Нет, виноват один-единственный Карнаух. Завод реконструируют, а под дерном фига с маслом. Господи, кошмар!..
Значит, надо донести. Как в школе определяли — разлягавить. Донос в данном конкретном случае — штука не подлая. Запомнит Карнаух, как народ обкрадывать, да и коллегам неповадно будет.
Собственно, разве это называется доносом? Разве правду можно квалифицировать как донос? Сам Карнаух, когда исправится, поблагодарит меня. Или убьет? Нет, не убьет, испугается. Впрочем, почему бы ему и не убить меня? Он парень рисковый. Фронтовик. Танкист. Да нет, реникса. Ре-ни-кса. Убьет так убьет. Если бы все дрейфили, где бы нынче немец шпрехал? На Курильских островах.
Почему я должен его бояться, если он сволочь и вне закона? Пусть он дрожит. Плевать ему на меня. Жена у него, однако, симпатичная, полная, розово-белая, как украинская паляница, с карими глазами-изюминками. Я столкнулся с ней у кассы — зарплату по доверенности получала. В пригороде живет, демиевская. Коротконогая, походка уточкой, завлекательная. Локоны белые, пергидролевые, по плечам рассыпаны. Губы — сердечком, уголки лукаво загнуты. Мещанский стандарт, конечно, но какой стандарт! Когда по коридору уходила, половинки зада у нее вверх-вниз, вверх-вниз — слова не подберу — ерзали, что ли. Трестовские пижоны с сигаретами перемигнулись. Мировая бабенка, теплая. Взгляд у нее независимый и несколько презрительный. Подобный обычно у женщин, легко — но только после замужества — идущих на контакт. До замужества — ни-ни. А там хоть ложкой хлебай, не жалко.

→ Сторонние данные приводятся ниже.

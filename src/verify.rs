use serde::{Deserialize, Serialize};
use std::fmt;
use thiserror::Error;

use crate::model::ParameterizedModel;
use crate::types::{CheckOptions, FreeParams};

#[derive(Debug, Error)]
pub enum CheckError {
    #[error(
        "objective evaluation produced a non-finite value ({value}) while perturbing free parameter '{name}'"
    )]
    NonFiniteObjective { name: String, value: f64 },

    #[error("analytic gradient entry for '{name}' is non-finite ({value})")]
    NonFiniteGradient { name: String, value: f64 },

    #[error("analytic gradient has {actual} entries but the model exposes {expected} free parameters")]
    DimensionMismatch { expected: usize, actual: usize },

    #[error("check options must be positive: step={step}, tolerance={tolerance}")]
    InvalidOptions { step: f64, tolerance: f64 },
}

/// Per-parameter comparison between the analytic and central-difference
/// gradients.
#[derive(Debug, Clone, Serialize, Deserialize)]
pub struct GradientEntry {
    pub name: String,
    pub analytic: f64,
    pub numeric: f64,
    pub abs_err: f64,
    pub rel_err: f64,
    pub within_tolerance: bool,
}

/// Outcome of a gradient check. A tolerance violation is a reportable
/// result (`passed == false`), never an error.
#[derive(Debug, Clone, Serialize, Deserialize)]
pub struct GradientReport {
    pub entries: Vec<GradientEntry>,
    pub step: f64,
    pub tolerance: f64,
    pub passed: bool,
}

impl GradientReport {
    pub fn max_rel_err(&self) -> f64 {
        self.entries.iter().map(|e| e.rel_err).fold(0.0, f64::max)
    }

    /// Entry with the largest relative error, if any parameters were
    /// checked.
    pub fn worst(&self) -> Option<&GradientEntry> {
        self.entries
            .iter()
            .max_by(|a, b| a.rel_err.total_cmp(&b.rel_err))
    }
}

impl fmt::Display for GradientReport {
    fn fmt(&self, f: &mut fmt::Formatter<'_>) -> fmt::Result {
        writeln!(
            f,
            "{:<28} {:>14} {:>14} {:>10} {:>13}",
            "Name", "Analytic", "Numerical", "Ratio", "Difference"
        )?;
        for entry in &self.entries {
            let ratio = entry.analytic / entry.numeric;
            writeln!(
                f,
                "{:<28} {:>14.6e} {:>14.6e} {:>10.6} {:>13.3e}  {}",
                entry.name,
                entry.analytic,
                entry.numeric,
                ratio,
                entry.abs_err,
                if entry.within_tolerance { "ok" } else { "FAIL" }
            )?;
        }
        write!(
            f,
            "max relative error {:.3e} vs tolerance {:.3e} (step {:.3e}): {}",
            self.max_rel_err(),
            self.tolerance,
            self.step,
            if self.passed { "PASS" } else { "FAIL" }
        )
    }
}

/// Checks the target's analytic gradient against central finite
/// differences with default options.
pub fn check_gradient<M>(target: &mut M) -> Result<GradientReport, CheckError>
where
    M: ParameterizedModel + ?Sized,
{
    check_gradient_with(target, &CheckOptions::default())
}

/// Checks the target's analytic gradient against central finite
/// differences.
///
/// Perturbs each free parameter by `+/- step`, estimates the derivative
/// as `(f_plus - f_minus) / (2 step)`, and compares against the analytic
/// gradient computed at the unperturbed point. The target's parameter
/// vector is restored before returning on every path, including errors.
pub fn check_gradient_with<M>(
    target: &mut M,
    options: &CheckOptions,
) -> Result<GradientReport, CheckError>
where
    M: ParameterizedModel + ?Sized,
{
    if !(options.step > 0.0 && options.step.is_finite())
        || !(options.tolerance > 0.0 && options.tolerance.is_finite())
    {
        return Err(CheckError::InvalidOptions {
            step: options.step,
            tolerance: options.tolerance,
        });
    }

    let origin = target.free_parameters();
    let n = origin.len();
    if n == 0 {
        // Nothing to perturb; vacuous pass.
        return Ok(GradientReport {
            entries: Vec::new(),
            step: options.step,
            tolerance: options.tolerance,
            passed: true,
        });
    }

    let names = target.parameter_names();
    let name_of = |i: usize| {
        names
            .get(i)
            .cloned()
            .unwrap_or_else(|| format!("p[{i}]"))
    };

    // Analytic gradient at the unperturbed point, validated before any
    // perturbation so a structural mismatch leaves the target untouched.
    let analytic = target.analytic_gradient();
    if analytic.len() != n {
        return Err(CheckError::DimensionMismatch {
            expected: n,
            actual: analytic.len(),
        });
    }
    for (i, &g) in analytic.iter().enumerate() {
        if !g.is_finite() {
            return Err(CheckError::NonFiniteGradient {
                name: name_of(i),
                value: g,
            });
        }
    }

    let mut guard = RestoreGuard {
        target,
        origin: origin.clone(),
    };

    let mut entries = Vec::with_capacity(n);
    let mut probe = origin.clone();
    for i in 0..n {
        let base = origin[i];

        probe.0[i] = base + options.step;
        guard.target.set_free_parameters(&probe);
        let f_plus = guard.target.evaluate();
        if !f_plus.is_finite() {
            return Err(CheckError::NonFiniteObjective {
                name: name_of(i),
                value: f_plus,
            });
        }

        probe.0[i] = base - options.step;
        guard.target.set_free_parameters(&probe);
        let f_minus = guard.target.evaluate();
        if !f_minus.is_finite() {
            return Err(CheckError::NonFiniteObjective {
                name: name_of(i),
                value: f_minus,
            });
        }
        probe.0[i] = base;

        let numeric = (f_plus - f_minus) / (2.0 * options.step);
        let abs_err = (analytic[i] - numeric).abs();
        // Denominator floor keeps the ratio meaningful when both
        // gradients are near zero.
        let rel_err = abs_err / analytic[i].abs().max(numeric.abs()).max(options.step);
        let within_tolerance = rel_err <= options.tolerance;
        log::debug!(
            "gradient check '{}': analytic={:.6e} numeric={:.6e} rel_err={:.3e}",
            name_of(i),
            analytic[i],
            numeric,
            rel_err
        );
        entries.push(GradientEntry {
            name: name_of(i),
            analytic: analytic[i],
            numeric,
            abs_err,
            rel_err,
            within_tolerance,
        });
    }

    drop(guard);

    let passed = entries.iter().all(|e| e.within_tolerance);
    let report = GradientReport {
        entries,
        step: options.step,
        tolerance: options.tolerance,
        passed,
    };
    if !passed
        && let Some(worst) = report.worst()
    {
        log::warn!(
            "gradient check failed: worst parameter '{}' rel_err={:.3e} (tolerance {:.3e})",
            worst.name,
            worst.rel_err,
            report.tolerance
        );
    }
    Ok(report)
}

/// Restores the target's free-parameter vector on drop, so the check has
/// no permanent side effect even when an evaluation aborts the scan.
struct RestoreGuard<'a, M: ParameterizedModel + ?Sized> {
    target: &'a mut M,
    origin: FreeParams,
}

impl<M: ParameterizedModel + ?Sized> Drop for RestoreGuard<'_, M> {
    fn drop(&mut self) {
        self.target.set_free_parameters(&self.origin);
    }
}

#[cfg(test)]
mod tests {
    use super::*;
    use crate::types::FreeParams;
    use ndarray::{Array1, array};

    /// f(x) = a . x, whose central difference is exact up to rounding.
    struct Linear {
        coeffs: Array1<f64>,
        params: FreeParams,
    }

    impl ParameterizedModel for Linear {
        fn free_parameters(&self) -> FreeParams {
            self.params.clone()
        }

        fn set_free_parameters(&mut self, values: &FreeParams) {
            self.params = values.clone();
        }

        fn evaluate(&self) -> f64 {
            self.coeffs.dot(&self.params.0)
        }

        fn analytic_gradient(&self) -> Array1<f64> {
            self.coeffs.clone()
        }
    }

    #[test]
    fn linear_objective_passes_with_tight_tolerance() {
        let mut model = Linear {
            coeffs: array![2.0, -0.5, 7.0],
            params: FreeParams::new(array![1.0, 2.0, -3.0]),
        };
        let report = check_gradient_with(
            &mut model,
            &CheckOptions {
                step: 1e-6,
                tolerance: 1e-8,
            },
        )
        .expect("check");
        assert!(report.passed, "report:\n{report}");
        assert_eq!(report.entries.len(), 3);
    }

    #[test]
    fn empty_parameter_vector_is_a_vacuous_pass() {
        let mut model = Linear {
            coeffs: array![],
            params: FreeParams::new(array![]),
        };
        let report = check_gradient(&mut model).expect("check");
        assert!(report.passed);
        assert!(report.entries.is_empty());
        assert_eq!(report.max_rel_err(), 0.0);
    }

    #[test]
    fn non_positive_options_are_rejected() {
        let mut model = Linear {
            coeffs: array![1.0],
            params: FreeParams::new(array![0.0]),
        };
        let err = check_gradient_with(
            &mut model,
            &CheckOptions {
                step: 0.0,
                tolerance: 1e-3,
            },
        )
        .expect_err("zero step");
        assert!(matches!(err, CheckError::InvalidOptions { .. }));
    }

    #[test]
    fn report_display_includes_parameter_names() {
        let mut model = Linear {
            coeffs: array![2.0],
            params: FreeParams::new(array![1.0]),
        };
        let report = check_gradient(&mut model).expect("check");
        let rendered = report.to_string();
        assert!(rendered.contains("p[0]"), "rendered:\n{rendered}");
        assert!(rendered.contains("PASS"), "rendered:\n{rendered}");
    }
}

И за что я в мыслях женщину опорочил? Стыдно, не по-толстовски, не по-джентльменски о чужой жене думаю, а как-то по-мопассановски. Между тем Ги де Мопассан не принадлежал к числу моих любимых писателей. Передачи таскать ей придется на Лукьяновку. Тьфу! Какие передачи?.. Тьфу! Встать, суд идет!
Я отпрянул от Дежурина и едва не своротил носом опору сушильного сарая.
— Смотри, малый, не докажи на меня, — повторил Дежурин, — ни к чему тебе. Я с душевным к вам расположением, как к подлинным людям труда.
Зачем мне терзаться, объясню Воловенко ситуацию. Он начальник, ему решать, как поступить. Вот тебе и образцовая площадка. Научишься на ней настоящей геодезии. В тюрьму бы не угодить и живым убраться.
— Александр Константинович! — заорал я, оставляя Дежурина у «боковской» печи. — Александр Константинович…
Я взлетел по лестнице на верх карьера и осмотрелся. У основания кургана, рядом с белеющей треногой, трепетала синим флажком косынка Самураихи.